Réalisé par Mustapha Laouer
Perché sur les hauteurs nord d’El-Kseur, à une quinzaine de kilomètres de Béjaïa, le village Aït Smaïl est enseveli, en cette matinée glaciale de novembre, sous un épais brouillard. Le hameau, ses deux cents familles, grelottent de froid. Les pluies, abondantes ces derniers jours, persistent à laver les sols carbonisés par un été torride. Pour y accéder, il faut longer le nouveau campus universitaire d’El-Kseur, emprunter une route sinueuse, montant en lacets et nouvellement revêtue de bitume. La route étroite, qui slalome sur le versant du massif forestier, fait de chênes, de caroubiers et d’oliviers, garde intacts les stigmates des incendies de l’été passé. Ici, la forêt a brûlé, dévastée un 9 août. Paysage de désolation, de terre brûlée.
Le trajet de 15 kilomètres est un no man’s land. Rares sont les véhicules croisés sur le tronçon de route. C’est dire l’isolement de ce village. Nacer Aït Idir, membre actif de l’association du village d’Aït Smaïl, nous fait le guide. Parler de mal-vie dans ces bourgs oubliés est un doux euphémisme.
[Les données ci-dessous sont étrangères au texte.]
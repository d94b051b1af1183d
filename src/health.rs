// Index Health Classification
//
// Pure scoring over catalog usage rows. The lifecycle orchestrator feeds
// these records into its cleanup and reindex selection; operator tooling
// surfaces them directly.

use serde::Serialize;

use crate::database::IndexUsageRow;

/// Health verdict for one index.
#[derive(Debug, Clone, Copy, PartialEq, Eq, Serialize)]
#[serde(rename_all = "snake_case")]
pub enum HealthStatus {
    Healthy,
    /// Scan efficiency has degraded enough to suggest wasted pages.
    Bloated,
    /// Old enough to judge, and almost never scanned.
    Underutilized,
}

/// Assessment of one index, derived entirely from statistics views.
#[derive(Debug, Clone, Serialize)]
pub struct IndexHealthRecord {
    pub schema_name: String,
    pub index_name: String,
    pub table_name: String,
    pub size_bytes: i64,
    pub scan_count: i64,
    /// tuples fetched / tuples read; None before any reads
    pub scan_efficiency: Option<f64>,
    /// Days of statistics observation backing this record
    pub observed_days: Option<f64>,
    pub estimated_bloat_percent: f64,
    pub status: HealthStatus,
}

/// Tunable cutoffs for classification.
#[derive(Debug, Clone, Copy)]
pub struct HealthThresholds {
    pub bloat_threshold_percent: f64,
    pub min_bloat_size_bytes: i64,
    /// Below this many scans per observed day counts as unused
    pub underuse_scans_per_day: f64,
    /// Never judge underuse on fewer observed days than this
    pub min_observed_days: f64,
}

impl Default for HealthThresholds {
    fn default() -> Self {
        Self {
            bloat_threshold_percent: 30.0,
            min_bloat_size_bytes: 10 * 1024 * 1024,
            underuse_scans_per_day: 1.0,
            min_observed_days: 7.0,
        }
    }
}

/// Estimate bloat from scan efficiency. PostgreSQL keeps no cheap exact
/// bloat figure; `1 - (fetched/read)` over-reads is a usable proxy once the
/// index is big enough for the signal to mean anything.
pub fn estimate_bloat_percent(usage: &IndexUsageRow) -> f64 {
    if usage.tuples_read <= 0 {
        return 0.0;
    }
    let efficiency = usage.tuples_fetched as f64 / usage.tuples_read as f64;
    ((1.0 - efficiency) * 100.0).clamp(0.0, 100.0)
}

/// Classify one index from its usage row and the statistics window length.
pub fn classify_index(
    usage: &IndexUsageRow,
    observed_days: Option<f64>,
    thresholds: &HealthThresholds,
) -> IndexHealthRecord {
    let scan_efficiency = if usage.tuples_read > 0 {
        Some(usage.tuples_fetched as f64 / usage.tuples_read as f64)
    } else {
        None
    };
    let estimated_bloat_percent = estimate_bloat_percent(usage);

    let bloated = usage.size_bytes >= thresholds.min_bloat_size_bytes
        && estimated_bloat_percent >= thresholds.bloat_threshold_percent;

    let underutilized = match observed_days {
        Some(days) if days >= thresholds.min_observed_days => {
            (usage.index_scans as f64 / days) < thresholds.underuse_scans_per_day
        }
        _ => false,
    };

    let status = if bloated {
        HealthStatus::Bloated
    } else if underutilized {
        HealthStatus::Underutilized
    } else {
        HealthStatus::Healthy
    };

    IndexHealthRecord {
        schema_name: usage.schema_name.clone(),
        index_name: usage.index_name.clone(),
        table_name: usage.table_name.clone(),
        size_bytes: usage.size_bytes,
        scan_count: usage.index_scans,
        scan_efficiency,
        observed_days,
        estimated_bloat_percent,
        status,
    }
}

/// Classify a whole schema's usage rows.
pub fn classify_all(
    usage: &[IndexUsageRow],
    observed_days: Option<f64>,
    thresholds: &HealthThresholds,
) -> Vec<IndexHealthRecord> {
    usage
        .iter()
        .map(|row| classify_index(row, observed_days, thresholds))
        .collect()
}
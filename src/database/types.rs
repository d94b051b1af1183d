// Typed rows for catalog queries
//
// Every catalog query decodes into one of these instead of a positional
// tuple. Field names match the column aliases in catalog.rs.

use chrono::{DateTime, Utc};
use serde::Serialize;
use sqlx::FromRow;

/// Validity flags for a single index, straight from pg_index.
#[derive(Debug, Clone, FromRow)]
pub struct IndexValidityRow {
    pub index_name: String,
    pub is_valid: bool,
    pub is_ready: bool,
    pub is_live: bool,
}

impl IndexValidityRow {
    /// An index is usable only when all three flags hold.
    pub fn is_healthy(&self) -> bool {
        self.is_valid && self.is_ready && self.is_live
    }
}

/// One row from pg_stat_progress_create_index.
#[derive(Debug, Clone, FromRow)]
pub struct BuildProgressRow {
    pub phase: Option<String>,
    pub tuples_done: Option<i64>,
    pub tuples_total: Option<i64>,
}

/// Usage statistics for one index in a tenant schema.
#[derive(Debug, Clone, FromRow, Serialize)]
pub struct IndexUsageRow {
    pub schema_name: String,
    pub table_name: String,
    pub index_name: String,
    pub index_scans: i64,
    pub tuples_read: i64,
    pub tuples_fetched: i64,
    pub size_bytes: i64,
    pub is_unique: bool,
    pub is_primary: bool,
    pub supports_constraint: bool,
}

/// An index left invalid by a failed concurrent build.
#[derive(Debug, Clone, FromRow, Serialize)]
pub struct InvalidIndexRow {
    pub schema_name: String,
    pub index_name: String,
    pub table_name: String,
}

/// An index entry whose parent table is missing from the catalog.
#[derive(Debug, Clone, FromRow, Serialize)]
pub struct OrphanedIndexRow {
    pub schema_name: String,
    pub index_name: String,
}

/// An advisory lock with no living session behind it.
#[derive(Debug, Clone, FromRow, Serialize)]
pub struct StaleAdvisoryLockRow {
    pub key: i64,
    pub pid: i32,
    pub granted: bool,
}

/// A running CREATE INDEX statement seen in pg_stat_activity. Fallback
/// progress source for servers without the progress view.
#[derive(Debug, Clone, FromRow)]
pub struct ActiveStatementRow {
    pub query: String,
    pub running_seconds: Option<f64>,
}

/// A table whose planner statistics have gone stale.
#[derive(Debug, Clone, FromRow, Serialize)]
pub struct StaleStatisticsRow {
    pub schema_name: String,
    pub table_name: String,
    pub last_analyze: Option<DateTime<Utc>>,
    pub modifications_since_analyze: i64,
}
Le village attend désespérément sa portion de développement qui tarde à lui être affectée. Hormis la nouvelle route goudronnée, il y a trois mois, et la magie de l’électrification d’il y a quinze ans, Aït Smaïl n’a pratiquement bénéficié d’aucun projet d’utilité publique, malgré le manque flagrant de commodités pour l’amélioration du cadre de vie des habitants.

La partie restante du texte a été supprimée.